Changes in 0.40 (DF2014)[edit]

See the release information.

Changes in 0.34 (DF2012)[edit]

See the release information.

Changes in 0.31[edit]

See the release information.

Along with a host of new features, the release of 0.31.01 brought a new version system, shortening the originally 5-part (6-part if the SDL experimental branch is included) version number to just three parts.

Changes in 0.27-0.28[edit]

With the release of version, a huge number of changes were introduced. The central change was the introduction of a Z dimension to the game map; previously, all fortresses were built on a single, two-dimensional plane -- with the new release, fortresses could span dozens of levels. The layout of terrain on the game map also changed radically, featuring separate distinct stone layers with (mostly) geologically accurate contents, as well as allowing a single fortress to encompass several different biomes.

The following is a list of major aspects of the 2D versions that changed completely with the release of the first 3D version.
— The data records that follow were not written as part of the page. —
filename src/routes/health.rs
use crate::state::AppState;
use axum::{
    extract::State,
    http::{header, StatusCode},
    response::IntoResponse,
    Json,
};

// Health check endpoint - lightweight, never touches the store
pub async fn healthz() -> impl IntoResponse {
    (StatusCode::OK, "ok")
}

// Readiness probe: round trip to the store with timeout protection
pub async fn readyz(State(state): State<AppState>) -> impl IntoResponse {
    match tokio::time::timeout(std::time::Duration::from_secs(5), state.books.ping()).await {
        Ok(Ok(())) => (StatusCode::OK, "ready").into_response(),
        Ok(Err(e)) => (StatusCode::SERVICE_UNAVAILABLE, format!("not ready: {}", e)).into_response(),
        Err(_) => (StatusCode::SERVICE_UNAVAILABLE, "not ready: timeout").into_response(),
    }
}

// Metrics endpoint: returns JSON snapshot
pub async fn metrics(State(state): State<AppState>) -> impl IntoResponse {
    Json(state.metrics.get_snapshot())
}

// Prometheus-compatible text exposition format
pub async fn metrics_prometheus(State(state): State<AppState>) -> impl IntoResponse {
    let m = state.metrics.get_snapshot();
    let body = format!(
        "# HELP bookshelf_books_created Total books created\n# TYPE bookshelf_books_created counter\nbookshelf_books_created {}\n\
# HELP bookshelf_books_updated Total books replaced\n# TYPE bookshelf_books_updated counter\nbookshelf_books_updated {}\n\
# HELP bookshelf_books_deleted Total books deleted\n# TYPE bookshelf_books_deleted counter\nbookshelf_books_deleted {}\n\
# HELP bookshelf_searches Search requests served\n# TYPE bookshelf_searches counter\nbookshelf_searches {}\n\
# HELP bookshelf_sorts Sort requests served\n# TYPE bookshelf_sorts counter\nbookshelf_sorts {}\n\
# HELP bookshelf_not_found Not-found responses\n# TYPE bookshelf_not_found counter\nbookshelf_not_found {}\n\
# HELP bookshelf_store_failures Failed store calls\n# TYPE bookshelf_store_failures counter\nbookshelf_store_failures {}\n\
# HELP bookshelf_uptime_seconds Uptime seconds\n# TYPE bookshelf_uptime_seconds gauge\nbookshelf_uptime_seconds {}\n",
        m.books_created,
        m.books_updated,
        m.books_deleted,
        m.searches,
        m.sorts,
        m.not_found,
        m.store_failures,
        m.uptime_seconds,
    );
    ([(header::CONTENT_TYPE, "text/plain; version=0.0.4")], body)
}

// Version/Build info endpoint (JSON)
pub async fn version() -> impl IntoResponse {
    let body = serde_json::json!({
        "name": env!("CARGO_PKG_NAME"),
        "version": env!("CARGO_PKG_VERSION"),
        "package": {
            "description": env!("CARGO_PKG_DESCRIPTION"),
            "authors": env!("CARGO_PKG_AUTHORS"),
            "license": env!("CARGO_PKG_LICENSE"),
        },
        "build": {
            "profile": if cfg!(debug_assertions) { "debug" } else { "release" },
            "os": std::env::consts::OS,
            "arch": std::env::consts::ARCH,
        }
    });
    (StatusCode::OK, Json(body))
}
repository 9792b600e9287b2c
//! The book record service.
//!
//! Each operation is stateless: it validates its input, makes (at most) one store
//! round trip on the happy path and turns the outcome into an [`AppResult`]. HTTP
//! status codes are decided later, when the error is rendered.

use std::sync::Arc;

use crate::error::{validation, AppError, AppResult};
use crate::metrics::Metrics;
use crate::store::{BookStore, StoreError, StoreResult};
use crate::types::{Book, BookFilter, InvalidSortField, NewBook, SortField, SortOrder};

const BOOK_NOT_FOUND: &str = "Book not found";

#[derive(Clone)]
pub struct BookService {
    store: Arc<dyn BookStore>,
    metrics: Metrics,
}

impl BookService {
    pub fn new(store: Arc<dyn BookStore>, metrics: Metrics) -> Self {
        Self { store, metrics }
    }

    pub async fn list(&self) -> AppResult<Vec<Book>> {
        self.store.list().await.map_err(|e| self.store_failure("list", e))
    }

    pub async fn get(&self, id: i64) -> AppResult<Book> {
        match self.store.find(id).await.map_err(|e| self.store_failure("get", e))? {
            Some(book) => Ok(book),
            None => Err(self.not_found(BOOK_NOT_FOUND)),
        }
    }

    /// `None` stands for a `null` request body.
    pub async fn create(&self, payload: Option<NewBook>) -> AppResult<Book> {
        let Some(payload) = payload else {
            return Err(AppError::BadRequest("Invalid book data".to_string()));
        };
        validate(&payload.title, &payload.author)?;

        let book = self.store.insert(payload).await.map_err(|e| self.store_failure("create", e))?;
        self.metrics.inc_created();
        tracing::info!(book_id = book.id, "book created");
        Ok(book)
    }

    /// Full replace of book `id`. The payload must carry the same id.
    pub async fn update(&self, id: i64, book: Book) -> AppResult<()> {
        if id != book.id {
            return Err(AppError::BadRequest("ID mismatch".to_string()));
        }
        validate(&book.title, &book.author)?;

        match self.store.replace(&book).await {
            Ok(()) => {
                self.metrics.inc_updated();
                tracing::info!(book_id = id, "book replaced");
                Ok(())
            }
            Err(StoreError::Conflict(_)) => {
                // Deleted between the client's read and this write
                let still_there =
                    self.store.exists(id).await.map_err(|e| self.store_failure("update", e))?;
                if !still_there {
                    return Err(self.not_found(BOOK_NOT_FOUND));
                }
                Err(self.store_failure("update", StoreError::Conflict(id)))
            }
            Err(e) => Err(self.store_failure("update", e)),
        }
    }

    pub async fn delete(&self, id: i64) -> AppResult<()> {
        let found = self.store.find(id).await.map_err(|e| self.store_failure("delete", e))?;
        if found.is_none() {
            return Err(self.not_found(BOOK_NOT_FOUND));
        }
        let removed = self.store.remove(id).await.map_err(|e| self.store_failure("delete", e))?;
        if !removed {
            return Err(self.not_found(BOOK_NOT_FOUND));
        }
        self.metrics.inc_deleted();
        tracing::info!(book_id = id, "book deleted");
        Ok(())
    }

    /// An empty match set is reported as not found rather than as an empty list.
    pub async fn search(&self, filter: BookFilter) -> AppResult<Vec<Book>> {
        let filter = filter.normalized();
        self.metrics.inc_searches();
        let books = self.store.search(&filter).await.map_err(|e| self.store_failure("search", e))?;
        if books.is_empty() {
            tracing::debug!(author = ?filter.author, year = ?filter.year, "search matched nothing");
            return Err(self.not_found("No books found"));
        }
        Ok(books)
    }

    /// The field is checked against [`SortField`] before the store is touched.
    pub async fn sort(&self, field: Option<&str>, order: Option<&str>) -> AppResult<Vec<Book>> {
        let field = field.unwrap_or("").parse::<SortField>().map_err(|e: InvalidSortField| {
            tracing::debug!(field = %e.0, "rejected sort field");
            AppError::InvalidInput(e.to_string())
        })?;
        let order = SortOrder::from_param(order);
        self.metrics.inc_sorts();
        self.store.sorted(field, order).await.map_err(|e| self.store_failure("sort", e))
    }

    pub async fn ping(&self) -> StoreResult<()> {
        self.store.ping().await
    }

    fn not_found(&self, message: &str) -> AppError {
        self.metrics.inc_not_found();
        AppError::NotFound(message.to_string())
    }

    fn store_failure(&self, operation: &'static str, err: StoreError) -> AppError {
        self.metrics.inc_store_failures();
        tracing::error!(operation, error = %err, "book store failure");
        AppError::from(err)
    }
}

fn validate(title: &str, author: &str) -> AppResult<()> {
    validation::require_text(title, "title")?;
    validation::require_text(author, "author")
}
pub mod page_file;
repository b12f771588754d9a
pub mod mock;
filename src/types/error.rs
use thiserror::Error;

use crate::types::{PageNumber, RecordNumber};

#[derive(Error, Debug)]
pub enum PageError {
    #[error("I/O error: {0}")]
    Io(#[from] std::io::Error),

    #[error("Insufficient space: record needs {requested} bytes, {available} available")]
    InsufficientSpace { requested: usize, available: i32 },

    #[error("Invalid record number: {record_number}, record count: {record_count}")]
    InvalidRecordNumber {
        record_number: RecordNumber,
        record_count: u16,
    },

    #[error("Invalid page size: {expected} bytes, got {actual} bytes")]
    InvalidPageSize { expected: usize, actual: usize },

    #[error("Corrupt page: {reason}")]
    CorruptPage { reason: String },

    #[error("Page {page_number} not found (page count: {page_count})")]
    PageNotFound {
        page_number: PageNumber,
        page_count: u64,
    },
}

pub type Result<T> = std::result::Result<T, PageError>;
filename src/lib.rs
pub mod storage;
pub mod types;
pub mod utils;
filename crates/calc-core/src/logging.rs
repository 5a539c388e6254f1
//! `tracing` subscriber setup shared by the `calc` binary and tests.

use tracing_subscriber::EnvFilter;

/// Initialize the global tracing subscriber on stderr.
///
/// `RUST_LOG` takes precedence over `level`. With `json` set, events are
/// emitted as one JSON object per line; otherwise in compact human form.
/// Subsequent calls are no-ops.
pub fn init_subscriber(level: &str, json: bool) {
    let filter = EnvFilter::try_from_default_env().unwrap_or_else(|_| EnvFilter::new(level));
    let builder = tracing_subscriber::fmt()
        .with_env_filter(filter)
        .with_target(true)
        .with_writer(std::io::stderr);

    // try_init fails only when a global subscriber is already installed
    if json {
        let _ = builder.json().try_init();
    } else {
        let _ = builder.compact().try_init();
    }
}
//! `/health` endpoint.

use std::time::Instant;

use serde::Serialize;

/// Health check response body.
#[derive(Debug, Clone, Serialize)]
pub struct HealthResponse {
    /// Always `"ok"` while the relay is serving.
    pub status: String,
    /// Seconds since the relay started.
    pub uptime_secs: u64,
    /// Attached WebSocket clients.
    pub connections: usize,
    /// Configured stream server address.
    pub backend: String,
}

/// Build a health response from live counters.
pub fn health_check(start_time: Instant, connections: usize, backend: &str) -> HealthResponse {
    HealthResponse {
        status: "ok".into(),
        uptime_secs: start_time.elapsed().as_secs(),
        connections,
        backend: backend.to_owned(),
    }
}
  • Z-levels only existed in adventurer mode, and then only in a limited fashion. Most caves, ruins, goblin fortresses, and human buildings had a handful of levels internally, connected by stairs or ramps, but the surrounding terrain was completely flat. When visiting a player-built fortress in adventurer mode, the layout would be preserved but rotated 90 degrees, and a row of ramps would be inserted as a transition between various areas of the fort for no obvious reason.
  • Starting location choices -- Previously there were only a few dozen fixed locations on each map you could choose, all with the same layout and size; the only thing that varied was biome (climate, creatures, trees, and shrubs), and each location had only one biome. (Accessibility by different civilizations also varied depending on starting location -- this is perhaps little changed in the current version.) Now you can start just about anywhere on the world map, with a variable-size fortress map, which can span several different adjacent biomes and terrains.
  • Choice of starting goods was very limited. You couldn't bring an anvil (one would automatically be brought in the first summer by a metalsmith). Starting points were very tight - only 200 points plus your default starting equipment (2 picks, 2 battle axes, 15 pieces of meat/fish, 15 edible plants, 5 edible plant seeds, and 5 cloth-making plant seeds).
  • Nobles changed a lot. There used to be "guildmasters" corresponding to different professions (farming, mining, masonry, etc.). The manager was your first noble, who arrived after hitting 20 dwarves. There was no "trader" noble or trade skills (the "trade minister" did nothing of importance); you could trade at any point after the caravan fully unloaded. You couldn't do workshop profiles until the manager arrived and couldn't use the stocks screen until the bookkeeper arrived, which would also start the dwarven economy. The mayor, manager, trade minister, and treasurer were all different, full-time nobles, and the baron/count/duke (and their consorts) were all separate as well. Add to this the guildmasters and "Order of the <weapon>" nobles and you could potentially get up to 39 nobles in your fort.
  • There were no activity zones - fishing, drinking, and sand gathering was always done at the nearest accessible body of water (with a preference for running water), ponds were a special type of channel, garbage was always dumped into the chasm and destroyed, and meeting areas had to be designated from buildings (making them eligible for parties).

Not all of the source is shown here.